November 13, 2018

Rejection of applications as invalid,

Kousar & Ors v Secretary of State for the Home Department [2018] EWCA Civ 2462 (07 November 2018)

Giving guidance on the scope of the earlier Basnet [2012] UKUT 113 (IAC) principle concerning the the Court of Appeal has unanimously held that the rejection of an application owing to the applicant’s failure to tick the right box was lawful and the evidential flexibility policy did not apply. Irwin LJ said that the FTT had no jurisdiction to hear an appeal against an application in the Tier 1 (Entrepreneur) category of the Points-Based System (PBS) that had been declared invalid where the applicant had not been able to show that the necessary steps were taken to authorise and effect payment of the application fee because of a failure to tick the correct box authorising the Home Office to take payment. >The court took the opportunity to reiterate that the PBS is a deliberately complex set of rules.
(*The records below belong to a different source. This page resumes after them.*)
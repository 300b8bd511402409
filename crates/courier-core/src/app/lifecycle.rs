//! Lifecycle - 1 パス（classify → plan → execute → verify）の状態遷移
//!
//! - パスは 1 hop だけ進める。複数 hop をまとめて実行しない
//! - ステータスが変わるたびにレコード全体を registry と store に書く
//! - コラボレータの失敗は RETRY 相当の `Signal::Failure` に変換し、外へは伝播しない
//! - 判定そのものは `Decider`（純粋関数）に任せ、ここでは適用だけを行う

use std::collections::HashMap;
use std::sync::Arc;

use serde_json::{Value, json};
use tokio::sync::RwLock;
use tracing::{debug, info, warn};

use crate::domain::{
    CollaboratorError, Decider, Decision, Envelope, ExecutionMode, ExecutionReport, Signal,
    StepDisposition, StepMode, StepReport, Task, TaskId, TaskStatus,
};
use crate::ports::{Clock, Executor, Planner, TaskStore};

/// Latest committed record per task, shared with the scheduler and service.
pub type Registry = Arc<RwLock<HashMap<TaskId, Task>>>;

const SKIPPED_IN_EXECUTE: &str = "interactive step skipped in EXECUTE mode";

enum Analyzed {
    /// The pass already committed its final status.
    Settled,
    Signal(Signal),
}

pub struct Lifecycle {
    planner: Arc<dyn Planner>,
    executor: Arc<dyn Executor>,
    store: Arc<dyn TaskStore>,
    decider: Arc<dyn Decider>,
    clock: Arc<dyn Clock>,
    registry: Registry,
}

impl Lifecycle {
    pub fn new(
        planner: Arc<dyn Planner>,
        executor: Arc<dyn Executor>,
        store: Arc<dyn TaskStore>,
        decider: Arc<dyn Decider>,
        clock: Arc<dyn Clock>,
        registry: Registry,
    ) -> Self {
        Self {
            planner,
            executor,
            store,
            decider,
            clock,
            registry,
        }
    }

    /// Run exactly one hop for `task` and return the committed record.
    ///
    /// The returned status is either terminal or `Retrying`.
    pub async fn run_pass(&self, mut task: Task) -> Task {
        if task.is_terminal() {
            return task;
        }

        if task.envelope.ttl_exhausted() {
            let reason = format!(
                "TTL exhausted before dispatch: {}/{} hops",
                task.envelope.hops, task.envelope.ttl_max
            );
            let trigger = json!({ "signal": "ttl", "hops": task.envelope.hops });
            self.apply(&mut task, "ttl", Decision::DeadLetter { reason }, trigger)
                .await;
            return task;
        }

        self.commit(&mut task, TaskStatus::Classifying).await;
        let classification = match self.planner.classify(&task.description).await {
            Ok(classification) => classification,
            Err(err) => return self.abort(task, "classify", err).await,
        };
        if task.envelope.hops == 0 && !task.envelope.escalated {
            task.envelope.mode = classification.mode;
        }
        task.classification = Some(classification);

        if task.plan_revised && task.plan.is_some() {
            task.plan_revised = false;
        } else {
            match self.planner.plan(&task).await {
                Ok(plan) if plan.is_usable() => task.plan = Some(plan),
                Ok(_) => {
                    let err = CollaboratorError::Malformed("plan has no steps".to_string());
                    return self.abort(task, "plan", err).await;
                }
                Err(err) => return self.abort(task, "plan", err).await,
            }
        }
        self.commit(&mut task, TaskStatus::Planned).await;

        if let Err(exhausted) = task.envelope.begin_hop() {
            let trigger = json!({ "signal": "ttl", "hops": exhausted.hops });
            let decision = Decision::DeadLetter {
                reason: exhausted.to_string(),
            };
            self.apply(&mut task, "ttl", decision, trigger).await;
            return task;
        }
        self.commit(&mut task, TaskStatus::Executing).await;

        let mode = task.envelope.mode;
        let signal = match mode {
            ExecutionMode::Architect => match self.analyze(&mut task).await {
                Analyzed::Settled => return task,
                Analyzed::Signal(signal) => signal,
            },
            ExecutionMode::Execute | ExecutionMode::Supervise => {
                match self.execute(&mut task, mode).await {
                    Ok(report) => self.verify(&mut task, &report).await,
                    Err(err) => Signal::Failure {
                        error: err.to_string(),
                    },
                }
            }
        };

        self.settle(&mut task, signal).await;
        task
    }

    /// Collaborator failure before dispatch. The hop is charged here so that
    /// every pass consumes exactly one.
    async fn abort(&self, mut task: Task, stage: &str, err: CollaboratorError) -> Task {
        if let Err(exhausted) = task.envelope.begin_hop() {
            debug!(task_id = %task.id, %exhausted, "no hop left to charge");
        }
        warn!(task_id = %task.id, hop = task.envelope.hops, stage, error = %err, "pass aborted");
        let signal = Signal::Failure {
            error: format!("{stage}: {err}"),
        };
        self.settle(&mut task, signal).await;
        task
    }

    async fn execute(
        &self,
        task: &mut Task,
        mode: ExecutionMode,
    ) -> Result<ExecutionReport, CollaboratorError> {
        let steps = task
            .plan
            .as_ref()
            .map(|plan| plan.steps.clone())
            .unwrap_or_default();
        let mut report = ExecutionReport::new(mode);
        // Only this hop's failure is kept; ARCHITECT passes never reach here.
        task.last_error = None;

        for (index, step) in steps.iter().enumerate() {
            if mode == ExecutionMode::Execute && step.mode == StepMode::Supervise {
                debug!(task_id = %task.id, index, action = %step.action, "step skipped");
                report.steps.push(StepReport {
                    index,
                    action: step.action.clone(),
                    mode: step.mode,
                    disposition: StepDisposition::Skipped {
                        reason: SKIPPED_IN_EXECUTE.to_string(),
                    },
                });
                continue;
            }

            let outcome = match step.mode {
                StepMode::Execute => self.executor.run_direct(task, step).await?,
                StepMode::Supervise => self.executor.run_supervised(task, step).await?,
            };
            if let Some(hash) = &outcome.state_hash {
                task.envelope.record_state_hash(hash.clone());
            }
            if let Some(session_id) = outcome.session_id {
                task.envelope.record_session(session_id);
            }

            let failed = !outcome.success;
            if failed {
                task.last_error = Some(
                    outcome
                        .error
                        .clone()
                        .unwrap_or_else(|| format!("step {index} failed: {}", step.action)),
                );
            }
            report.steps.push(StepReport {
                index,
                action: step.action.clone(),
                mode: step.mode,
                disposition: StepDisposition::Ran { outcome },
            });
            if failed {
                break;
            }
        }

        debug!(
            task_id = %task.id,
            ran = report.ran(),
            skipped = report.skipped(),
            failed = report.has_failure(),
            "execution finished"
        );
        Ok(report)
    }

    async fn verify(&self, task: &mut Task, report: &ExecutionReport) -> Signal {
        self.commit(task, TaskStatus::Verifying).await;
        match self.planner.verify(task, report).await {
            Ok(verification) => {
                let signal = Signal::from_verification(&verification);
                task.last_verification = Some(verification);
                signal
            }
            Err(err) => Signal::Failure {
                error: format!("verify: {err}"),
            },
        }
    }

    /// ARCHITECT hop: deep analysis instead of the executor.
    async fn analyze(&self, task: &mut Task) -> Analyzed {
        let analysis = match self.planner.deep_analyze(task).await {
            Ok(analysis) => analysis,
            Err(err) => {
                return Analyzed::Signal(Signal::Failure {
                    error: format!("deep_analyze: {err}"),
                });
            }
        };

        let revision = analysis.usable_revision().cloned();
        let needs_human = analysis.should_escalate_to_human;
        let trigger = json!({
            "signal": "analysis",
            "root_cause": analysis.root_cause,
            "confidence": analysis.confidence,
        });
        let root_cause = analysis.root_cause.clone();
        task.last_analysis = Some(analysis);

        if needs_human {
            let decision = Decision::NeedsHuman {
                reason: format!("deep analysis: {root_cause}"),
            };
            self.apply(task, "deep_analysis", decision, trigger).await;
            return Analyzed::Settled;
        }

        let Some(plan) = revision else {
            return Analyzed::Signal(Signal::Retry {
                reason: format!("deep analysis produced no usable plan: {root_cause}"),
            });
        };

        task.plan = Some(plan);
        task.plan_revised = true;
        task.envelope.resume_execute();
        let now = self.clock.now();
        task.record_decision(
            "deep_analysis",
            "revise_plan",
            trigger,
            Some(snapshot(&task.envelope)),
            now,
        );
        info!(task_id = %task.id, hop = task.envelope.hops, "plan revised, resuming EXECUTE");
        self.commit(task, TaskStatus::Retrying).await;
        Analyzed::Settled
    }

    /// Update counters, ask the decider, apply.
    async fn settle(&self, task: &mut Task, signal: Signal) {
        if let Signal::Failure { error } = &signal {
            task.last_error = Some(error.clone());
        }
        signal.update_counters(&mut task.envelope);
        let decision = self.decider.decide(&task.envelope, &signal);

        let policy = match (&decision, &signal) {
            (Decision::DeadLetter { .. }, _) => "ttl",
            (Decision::Retry { escalate: true, .. }, _)
            | (Decision::Complete { de_escalate: true }, _) => "escalation",
            (_, Signal::Failure { .. }) => "collaborator_failure",
            _ => "verification",
        };
        self.apply(task, policy, decision, trigger_for(&signal)).await;
    }

    async fn apply(&self, task: &mut Task, policy: &str, decision: Decision, trigger: Value) {
        let status = match &decision {
            Decision::Complete { de_escalate } => {
                if *de_escalate {
                    task.envelope.de_escalate();
                }
                TaskStatus::Completed
            }
            Decision::Retry { escalate, .. } => {
                if *escalate {
                    task.envelope.escalate();
                }
                TaskStatus::Retrying
            }
            Decision::DeadLetter { .. } => TaskStatus::DeadLettered,
            Decision::NeedsHuman { .. } => TaskStatus::NeedsHuman,
        };

        let mut context = snapshot(&task.envelope);
        if let Some(reason) = reason_of(&decision) {
            context["reason"] = Value::String(reason.to_string());
        }
        let now = self.clock.now();
        task.record_decision(policy, decision.name(), trigger, Some(context), now);

        info!(
            task_id = %task.id,
            hop = task.envelope.hops,
            mode = %task.envelope.mode,
            decision = %decision,
            "decision applied"
        );
        self.commit(task, status).await;

        if status == TaskStatus::DeadLettered
            && let Err(err) = self.store.dead_letter(task).await
        {
            warn!(task_id = %task.id, error = %err, "failed to write dead letter");
        }
    }

    async fn commit(&self, task: &mut Task, status: TaskStatus) {
        task.set_status(status, self.clock.now());
        debug!(task_id = %task.id, hop = task.envelope.hops, %status, "transition");
        self.registry.write().await.insert(task.id, task.clone());
        if let Err(err) = self.store.save(task).await {
            warn!(task_id = %task.id, %status, error = %err, "failed to persist task record");
        }
    }
}

fn trigger_for(signal: &Signal) -> Value {
    match signal {
        Signal::Pass => json!({ "signal": "pass" }),
        Signal::Retry { reason } => json!({ "signal": "retry", "reason": reason }),
        Signal::Escalate { reason } => json!({ "signal": "escalate", "reason": reason }),
        Signal::Failure { error } => json!({ "signal": "failure", "error": error }),
    }
}

fn reason_of(decision: &Decision) -> Option<&str> {
    match decision {
        Decision::Complete { .. } => None,
        Decision::Retry { reason, .. }
        | Decision::DeadLetter { reason }
        | Decision::NeedsHuman { reason } => Some(reason),
    }
}

fn snapshot(envelope: &Envelope) -> Value {
    json!({
        "mode": envelope.mode,
        "hops": envelope.hops,
        "ttl_max": envelope.ttl_max,
        "consecutive_failures": envelope.consecutive_failures,
        "consecutive_successes": envelope.consecutive_successes,
        "escalated": envelope.escalated,
    })
}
Significantly, the system is intentionally bureaucratic with the result that “the process of acquiring or demonstrating the acquisition of the relevant points is painstaking.” Prior to attempting to switch into the Tier 1 (Entrepreneur) category, Mrs Shabana Kousar entered the UK as a Tier 4 (General) student in December 2010 and renewed her student leave for a further two years until August 2014. Upon making her last minute Tier 1 (Entrepreneur) application, Mrs Kousar correctly completed the form but she overlooked the essential requirement that she needed to tick the box giving authority for the £1,093 fee to be paid.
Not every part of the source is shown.